Thanksgiving 101: How Not to Burn Down Your House While Cooking
| Only you can prevent apocalyptic Thanksgiving fires. |
I'm not dissing anyone, the disgustingly cloying pie I just ate was store-bought -- by me -- as will be all my other additions to my Thanksgiving potluck come Thursday. My domestic skills are weak, to put it bluntly, though I am rather skilled at disguising Trader Joe's yams in Tupperware to make it appear homemade. (A 2009 Thanksgiving coup! It's all about the homey container.)
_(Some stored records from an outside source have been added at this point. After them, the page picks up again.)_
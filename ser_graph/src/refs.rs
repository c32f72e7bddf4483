//! Reference resolution.
//!
//! Every reference-tracked slot on the wire is preceded by a [`RefFlag`].
//! During a write, [`RefWriter`] records the identity of each value written
//! under `RefValue` and assigns it the next id. A later occurrence of the same
//! value is written as `Ref` + id. During a read, [`RefReader`] reserves ids in
//! the same order the `RefValue` flags appear, so the n-th `RefValue` written is
//! always the n-th id a `Ref` can name.
//!
//! Both tables live for exactly one top-level call.

use std::collections::HashMap;

use tracing::trace;

use crate::{
	object::identity,
	storage::{Reader, Writer},
	AnyRef, Error, Result,
};

/// Flag written before every reference-tracked or polymorphic value.
#[derive(Clone, Copy, Debug, PartialEq, Eq)]
#[repr(i8)]
pub enum RefFlag {
	/// Value is absent. Nothing follows.
	Null = -3,
	/// Value was already written. Its id follows as a `var_u32`.
	Ref = -2,
	/// Value follows, and is not tracked for sharing.
	NotNullValue = -1,
	/// Value follows, and is assigned the next reference id.
	RefValue = 0,
}

impl RefFlag {
	/// Returns `true` if a value body follows this flag.
	#[inline]
	pub const fn has_body(self) -> bool {
		matches!(self, RefFlag::RefValue | RefFlag::NotNullValue)
	}
}

impl TryFrom<i8> for RefFlag {
	type Error = Error;

	#[inline]
	fn try_from(byte: i8) -> Result<Self> {
		match byte {
			-3 => Ok(RefFlag::Null),
			-2 => Ok(RefFlag::Ref),
			-1 => Ok(RefFlag::NotNullValue),
			0 => Ok(RefFlag::RefValue),
			_ => Err(Error::InvalidRefFlag(byte)),
		}
	}
}

/// Write-pass reference table.
///
/// Records values by identity, not equality. Table holds a clone of every
/// value recorded, so an address cannot be freed and reused by another value
/// before `reset`. Values built temporarily during a call (e.g. by a
/// `SerializeWith` impl) are never mistaken for each other.
#[derive(Default)]
pub struct RefWriter {
	ids: HashMap<usize, (u32, AnyRef)>,
}

impl RefWriter {
	pub fn new() -> Self {
		Self::default()
	}

	/// Empty the table, ready for a new stream.
	pub fn reset(&mut self) {
		self.ids.clear();
	}

	/// Number of ids assigned so far.
	#[inline]
	pub fn len(&self) -> usize {
		self.ids.len()
	}

	#[inline]
	pub fn is_empty(&self) -> bool {
		self.ids.is_empty()
	}

	/// Decide and write the flag for `value`.
	///
	/// * `None` writes `Null`.
	/// * A value already in the table writes `Ref` + its id.
	/// * Otherwise writes `RefValue` and assigns a fresh id if `trackable`,
	///   or `NotNullValue` if not.
	///
	/// Returns the flag written. If [`RefFlag::has_body`] is `true`, caller must
	/// now write the value's type identifier (if required) and body.
	pub fn write_ref_or_null(
		&mut self,
		writer: &mut Writer,
		value: Option<&AnyRef>,
		trackable: bool,
	) -> RefFlag {
		let value = match value {
			Some(value) => value,
			None => {
				writer.write_i8(RefFlag::Null as i8);
				return RefFlag::Null;
			}
		};

		if !trackable {
			writer.write_i8(RefFlag::NotNullValue as i8);
			return RefFlag::NotNullValue;
		}

		let next_id = self.ids.len() as u32;
		match self.ids.get(&identity(value)) {
			Some(&(id, _)) => {
				trace!(id, "write back-reference");
				writer.write_i8(RefFlag::Ref as i8);
				writer.write_var_u32(id);
				RefFlag::Ref
			}
			None => {
				trace!(id = next_id, "assign reference id");
				self.ids.insert(identity(value), (next_id, value.clone()));
				writer.write_i8(RefFlag::RefValue as i8);
				RefFlag::RefValue
			}
		}
	}
}

/// Read-pass reference table.
///
/// Slot `n` holds the value materialized for the n-th `RefValue` flag read.
/// A slot is `None` between its id being reserved and the value being bound.
#[derive(Default)]
pub struct RefReader {
	objects: Vec<Option<AnyRef>>,
}

impl RefReader {
	pub fn new() -> Self {
		Self::default()
	}

	/// Empty the table, ready for a new stream.
	pub fn reset(&mut self) {
		self.objects.clear();
	}

	/// Number of ids assigned so far.
	#[inline]
	pub fn len(&self) -> usize {
		self.objects.len()
	}

	#[inline]
	pub fn is_empty(&self) -> bool {
		self.objects.is_empty()
	}

	/// Read the next flag.
	#[inline]
	pub fn read_ref_flag(&self, reader: &mut Reader<'_>) -> Result<RefFlag> {
		RefFlag::try_from(reader.read_i8()?)
	}

	/// Reserve the next id. Called on reading a `RefValue` flag, before the
	/// value's body is read.
	#[inline]
	pub fn reserve_read_id(&mut self) -> u32 {
		let id = self.objects.len() as u32;
		self.objects.push(None);
		id
	}

	/// Bind a materialized value to a reserved id.
	///
	/// Must happen before any nested value which may refer back to it is read.
	/// Fails if `id` was never reserved, or is already bound to another value.
	pub fn register_read_object(&mut self, id: u32, value: AnyRef) -> Result<()> {
		let assigned = self.objects.len();
		match self.objects.get_mut(id as usize) {
			Some(Some(bound)) if identity(bound) != identity(&value) => {
				Err(Error::InvalidBackReference { id, assigned })
			}
			Some(slot) => {
				*slot = Some(value);
				Ok(())
			}
			None => Err(Error::InvalidBackReference { id, assigned }),
		}
	}

	/// Returns `true` if `id` has been bound to a value.
	#[inline]
	pub fn is_bound(&self, id: u32) -> bool {
		matches!(self.objects.get(id as usize), Some(Some(_)))
	}

	/// Get the value previously bound to `id`.
	pub fn get_read_object(&self, id: u32) -> Result<AnyRef> {
		match self.objects.get(id as usize) {
			Some(Some(value)) => Ok(value.clone()),
			_ => Err(Error::InvalidBackReference {
				id,
				assigned: self.objects.len(),
			}),
		}
	}
}

/// Whether a value being read was announced with `RefValue`, and so must be
/// bound to its reserved id.
#[derive(Clone, Copy, Debug, PartialEq, Eq)]
pub enum RefSlot {
	/// Value was announced with `NotNullValue`.
	Untracked,
	/// Value was announced with `RefValue` and reserved this id.
	Pending(u32),
}
use crate::{Deserializer, RefFlag, Result, Serializer, TypeIdentifier};

/// Trait for types which can be serialized with a statically known type.
///
/// This is the fast path. Value types write only their body, with no flag or
/// type identifier. Types which need an envelope (shared values and
/// polymorphic slots) override [`serialize_option`] and [`deserialize_option`]
/// to write it themselves.
///
/// Can be derived for structs and enums with `#[derive(Serialize)]`.
///
/// [`serialize_option`]: Serialize::serialize_option
/// [`deserialize_option`]: Serialize::deserialize_option
pub trait Serialize: Sized {
	/// Estimate of bytes needed to write a value. Used to reserve buffer
	/// capacity ahead of writing.
	const RESERVED_SPACE: usize = 0;

	fn serialize(&self, ser: &mut Serializer<'_>) -> Result<()>;

	fn deserialize(de: &mut Deserializer<'_, '_>) -> Result<Self>;

	/// Serialize an `Option<Self>`.
	///
	/// Default writes a `Null` flag for `None`, or a `NotNullValue` flag
	/// followed by the value for `Some`.
	fn serialize_option(value: Option<&Self>, ser: &mut Serializer<'_>) -> Result<()> {
		match value {
			Some(value) => {
				ser.writer().write_i8(RefFlag::NotNullValue as i8);
				value.serialize(ser)
			}
			None => {
				ser.writer().write_i8(RefFlag::Null as i8);
				Ok(())
			}
		}
	}

	/// Deserialize an `Option<Self>` written by [`serialize_option`].
	///
	/// [`serialize_option`]: Serialize::serialize_option
	fn deserialize_option(de: &mut Deserializer<'_, '_>) -> Result<Option<Self>> {
		match de.read_ref_flag()? {
			RefFlag::Null => Ok(None),
			RefFlag::NotNullValue => Self::deserialize(de).map(Some),
			flag => Err(crate::Error::InvalidRefFlag(flag as i8)),
		}
	}
}

/// Trait for use with `#[ser_with]`.
///
/// Allows serializing a field of a foreign type which doesn't implement
/// [`Serialize`] via a proxy type.
///
/// ```ignore
/// struct DurationProxy;
///
/// impl SerializeWith<Duration> for DurationProxy {
/// 	fn serialize_with(value: &Duration, ser: &mut Serializer<'_>) -> Result<()> {
/// 		value.as_millis().serialize(ser)
/// 	}
///
/// 	fn deserialize_with(de: &mut Deserializer<'_, '_>) -> Result<Duration> {
/// 		Ok(Duration::from_millis(u64::deserialize(de)?))
/// 	}
/// }
///
/// #[derive(Serialize)]
/// struct Timeout {
/// 	#[ser_with(DurationProxy)]
/// 	after: Duration,
/// }
/// ```
pub trait SerializeWith<T> {
	fn serialize_with(value: &T, ser: &mut Serializer<'_>) -> Result<()>;

	fn deserialize_with(de: &mut Deserializer<'_, '_>) -> Result<T>;
}

/// Trait for types with a namespaced name on the wire.
///
/// Implemented by `#[derive(Serialize)]`. Set with `#[ser_namespace("...")]`
/// and `#[ser_name("...")]` attributes. Name defaults to the type's identifier,
/// namespace to empty.
pub trait NamedType {
	const NAMESPACE: &'static str;
	const TYPE_NAME: &'static str;

	fn type_identifier() -> TypeIdentifier {
		TypeIdentifier::named(Self::NAMESPACE, Self::TYPE_NAME)
	}
}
It's worth noting that the Fire Department thinks we are a bunch of lushes, because many of the department-issued bullet points hint that we need to (try to) hold it together while boozing around the turkey. In other words, cooking a bird while drugged up Valium or drunk off whiskey isn't the best idea.
- Stay alert! To prevent cooking fires, you have to be alert. You won't be if you are sleepy, have been drinking alcohol, or have taken medicine that makes you drowsy.
- If you are simmering, baking, roasting, or boiling food, check it regularly, remain in the home while food is cooking, and use a timer to remind you that you're cooking.
Basically, isolate that bird.
It even rhymes, which makes it easy to remember after all those whiskey drinks.
So in summary: Don't forget who is cooking the bird; if the turkey does go up in flames, get the hell out of your building, call 911, and then resort to Plan B -- s'mores.